REQUIRED WORK :: Your result should be every line of the records below that contains the word "width".

INPUT MATERIAL ::
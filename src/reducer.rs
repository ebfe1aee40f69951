use tui_dispatch::{DataResource, DispatchResult};

use crate::action::Action;
use crate::effect::Effect;
use crate::filter::{cycle_option, GENERATION_OPTIONS, TYPE_OPTIONS};
use crate::state::{AppState, FilterState, Route};

pub fn reducer(state: &mut AppState, action: Action) -> DispatchResult<Effect> {
    match action {
        Action::Init => {
            state.message = None;
            let mut effects = Vec::new();
            if !state.list.is_loaded() {
                state.list = DataResource::Loading;
                effects.push(Effect::LoadList { refresh: false });
            }
            if let Some(id) = state.detail_id() {
                effects.extend(show_detail(state, id));
            }
            DispatchResult::changed_with_many(effects)
        }

        Action::ListRefresh => {
            state.list = DataResource::Loading;
            state.list_failures.clear();
            state.message = None;
            DispatchResult::changed_with(Effect::LoadList { refresh: true })
        }

        Action::ListDidLoad(list) => {
            if !list.failures.is_empty() {
                tracing::warn!(skipped = list.failures.len(), "list loaded with skipped entries");
            }
            state.list = DataResource::Loaded(list.records);
            state.list_failures = list.failures;
            state.clamp_selection();
            DispatchResult::changed()
        }

        Action::ListDidError(error) => {
            tracing::error!(%error, "list load failed");
            state.list = DataResource::Failed(error);
            DispatchResult::changed()
        }

        Action::SelectionMove(delta) => {
            let index = (state.selected_index as i16 + delta).max(0);
            changed_if(state.set_selected_index(index as usize))
        }

        Action::SelectionPage(delta) => {
            let page = list_page_size(state) as i16;
            let index = (state.selected_index as i16 + delta * page).max(0);
            changed_if(state.set_selected_index(index as usize))
        }

        Action::SelectionJumpTop => changed_if(state.set_selected_index(0)),

        Action::SelectionJumpBottom => {
            let last = state.visible_records().len().saturating_sub(1);
            changed_if(state.set_selected_index(last))
        }

        Action::ListSelect(index) => changed_if(state.set_selected_index(index)),

        Action::ListOpenSelected => {
            let Some(id) = state.selected_record().map(|record| record.id) else {
                return DispatchResult::unchanged();
            };
            open_detail(state, id)
        }

        Action::DetailOpen(id) => {
            if id == 0 {
                return DispatchResult::unchanged();
            }
            open_detail(state, id)
        }

        Action::DetailDidLoad(details) => {
            let id = details.record.id;
            state.details.insert(id, details.clone());
            if state.detail_id() != Some(id) {
                tracing::debug!(id, "details arrived for a page no longer shown");
                return DispatchResult::unchanged();
            }
            state.detail = DataResource::Loaded(details);
            sync_evolution_selection(state);
            DispatchResult::changed_with_many(request_sprites(state))
        }

        Action::DetailDidError { id, error } => {
            if state.detail_id() != Some(id) {
                return DispatchResult::unchanged();
            }
            tracing::error!(id, %error, "detail load failed");
            state.detail = DataResource::Failed(error);
            DispatchResult::changed()
        }

        Action::DetailRetry => {
            let Some(id) = state.detail_id() else {
                return DispatchResult::unchanged();
            };
            if !state.detail.is_failed() {
                return DispatchResult::unchanged();
            }
            state.detail = DataResource::Loading;
            DispatchResult::changed_with(Effect::LoadDetail { id })
        }

        Action::DetailBack => {
            if state.route == Route::List {
                return DispatchResult::unchanged();
            }
            let previous = state.history.pop().unwrap_or(Route::List);
            state.route = previous;
            let mut effects = vec![Effect::CancelDetail];
            match previous {
                Route::Detail(id) => effects.extend(show_detail(state, id)),
                Route::List => state.detail = DataResource::Empty,
            }
            DispatchResult::changed_with_many(effects)
        }

        Action::DetailHome => {
            if state.route == Route::List {
                return DispatchResult::unchanged();
            }
            state.route = Route::List;
            state.history.clear();
            state.detail = DataResource::Empty;
            DispatchResult::changed_with(Effect::CancelDetail)
        }

        Action::EvolutionSelect(index) => {
            let count = state
                .current_details()
                .map(|details| details.evolution_chain.len())
                .unwrap_or(0);
            if count == 0 {
                return DispatchResult::unchanged();
            }
            let bounded = index.min(count - 1);
            if bounded == state.evolution_selected_index {
                return DispatchResult::unchanged();
            }
            state.evolution_selected_index = bounded;
            DispatchResult::changed()
        }

        Action::EvolutionOpen => {
            let Some(node_id) = state.current_details().and_then(|details| {
                details
                    .evolution_chain
                    .get(state.evolution_selected_index)
                    .map(|node| node.id)
            }) else {
                return DispatchResult::unchanged();
            };
            if state.detail_id() == Some(node_id) {
                return DispatchResult::unchanged();
            }
            open_detail(state, node_id)
        }

        Action::SpriteDidLoad { url, sprite } => {
            state.sprites.insert(url, DataResource::Loaded(sprite));
            DispatchResult::changed()
        }

        Action::SpriteDidError { url, error } => {
            tracing::warn!(%url, %error, "sprite load failed");
            state.sprites.insert(url, DataResource::Failed(error));
            DispatchResult::changed()
        }

        Action::FiltersSet(filters) => changed_if(state.set_filters(filters)),

        Action::FiltersClear => {
            if state.filters.is_empty() && state.search_query.is_empty() && !state.search_active {
                return DispatchResult::unchanged();
            }
            state.set_filters(FilterState::default());
            state.search_active = false;
            DispatchResult::changed()
        }

        Action::SearchQuerySet(query) => changed_if(state.set_search_query(query)),

        Action::TypeFilterNext => cycle_type(state, 1),
        Action::TypeFilterPrev => cycle_type(state, -1),
        Action::GenerationFilterNext => cycle_generation(state, 1),
        Action::GenerationFilterPrev => cycle_generation(state, -1),

        Action::SearchStart => {
            if state.search_active {
                return DispatchResult::unchanged();
            }
            state.search_active = true;
            DispatchResult::changed()
        }

        Action::SearchCancel => {
            if !state.search_active && state.search_query.is_empty() {
                return DispatchResult::unchanged();
            }
            state.search_active = false;
            state.set_search_query(String::new());
            DispatchResult::changed()
        }

        Action::SearchSubmit => {
            state.search_active = false;
            DispatchResult::changed()
        }

        Action::SearchInput(ch) => {
            let mut query = state.search_query.clone();
            query.push(ch);
            changed_if(state.set_search_query(query))
        }

        Action::SearchBackspace => {
            let mut query = state.search_query.clone();
            if query.pop().is_none() {
                return DispatchResult::unchanged();
            }
            changed_if(state.set_search_query(query))
        }

        Action::UiTerminalResize(width, height) => {
            if state.terminal_size != (width, height) {
                state.terminal_size = (width, height);
                DispatchResult::changed()
            } else {
                DispatchResult::unchanged()
            }
        }

        Action::Tick => {
            if !state.is_loading() {
                return DispatchResult::unchanged();
            }
            state.tick = state.tick.wrapping_add(1);
            DispatchResult::changed()
        }

        Action::Quit => DispatchResult::unchanged(),
    }
}

fn changed_if(changed: bool) -> DispatchResult<Effect> {
    if changed {
        DispatchResult::changed()
    } else {
        DispatchResult::unchanged()
    }
}

fn open_detail(state: &mut AppState, id: u32) -> DispatchResult<Effect> {
    if state.route == Route::Detail(id) {
        return DispatchResult::unchanged();
    }
    state.history.push(state.route);
    state.route = Route::Detail(id);
    state.search_active = false;
    DispatchResult::changed_with_many(show_detail(state, id))
}

/// Point the detail resource at `id`, from the details map when possible.
fn show_detail(state: &mut AppState, id: u32) -> Vec<Effect> {
    state.evolution_selected_index = 0;
    if let Some(details) = state.details.get(&id).cloned() {
        state.detail = DataResource::Loaded(details);
        sync_evolution_selection(state);
        return request_sprites(state);
    }
    state.detail = DataResource::Loading;
    vec![Effect::LoadDetail { id }]
}

/// Start loading every image of the current detail page not seen before.
fn request_sprites(state: &mut AppState) -> Vec<Effect> {
    let mut effects = Vec::new();
    for url in state.detail_sprite_urls() {
        if state.sprites.contains_key(&url) {
            continue;
        }
        state.sprites.insert(url.clone(), DataResource::Loading);
        effects.push(Effect::LoadSprite { url });
    }
    effects
}

fn sync_evolution_selection(state: &mut AppState) {
    let current = state.detail_id();
    state.evolution_selected_index = state
        .current_details()
        .and_then(|details| {
            details
                .evolution_chain
                .iter()
                .position(|node| Some(node.id) == current)
        })
        .unwrap_or(0);
}

fn cycle_type(state: &mut AppState, step: i16) -> DispatchResult<Effect> {
    let filters = FilterState {
        type_filter: cycle_option(&TYPE_OPTIONS, &state.filters.type_filter, step),
        ..state.filters.clone()
    };
    changed_if(state.set_filters(filters))
}

fn cycle_generation(state: &mut AppState, step: i16) -> DispatchResult<Effect> {
    let filters = FilterState {
        generation_filter: cycle_option(&GENERATION_OPTIONS, &state.filters.generation_filter, step),
        ..state.filters.clone()
    };
    changed_if(state.set_filters(filters))
}

fn list_page_size(state: &AppState) -> usize {
    state.terminal_size.1.saturating_sub(8).max(1) as usize
}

YOUR RESPONSE ::
        Action::UiTerminalResize(width, height) => {
            if state.terminal_size != (width, height) {
                state.terminal_size = (width, height);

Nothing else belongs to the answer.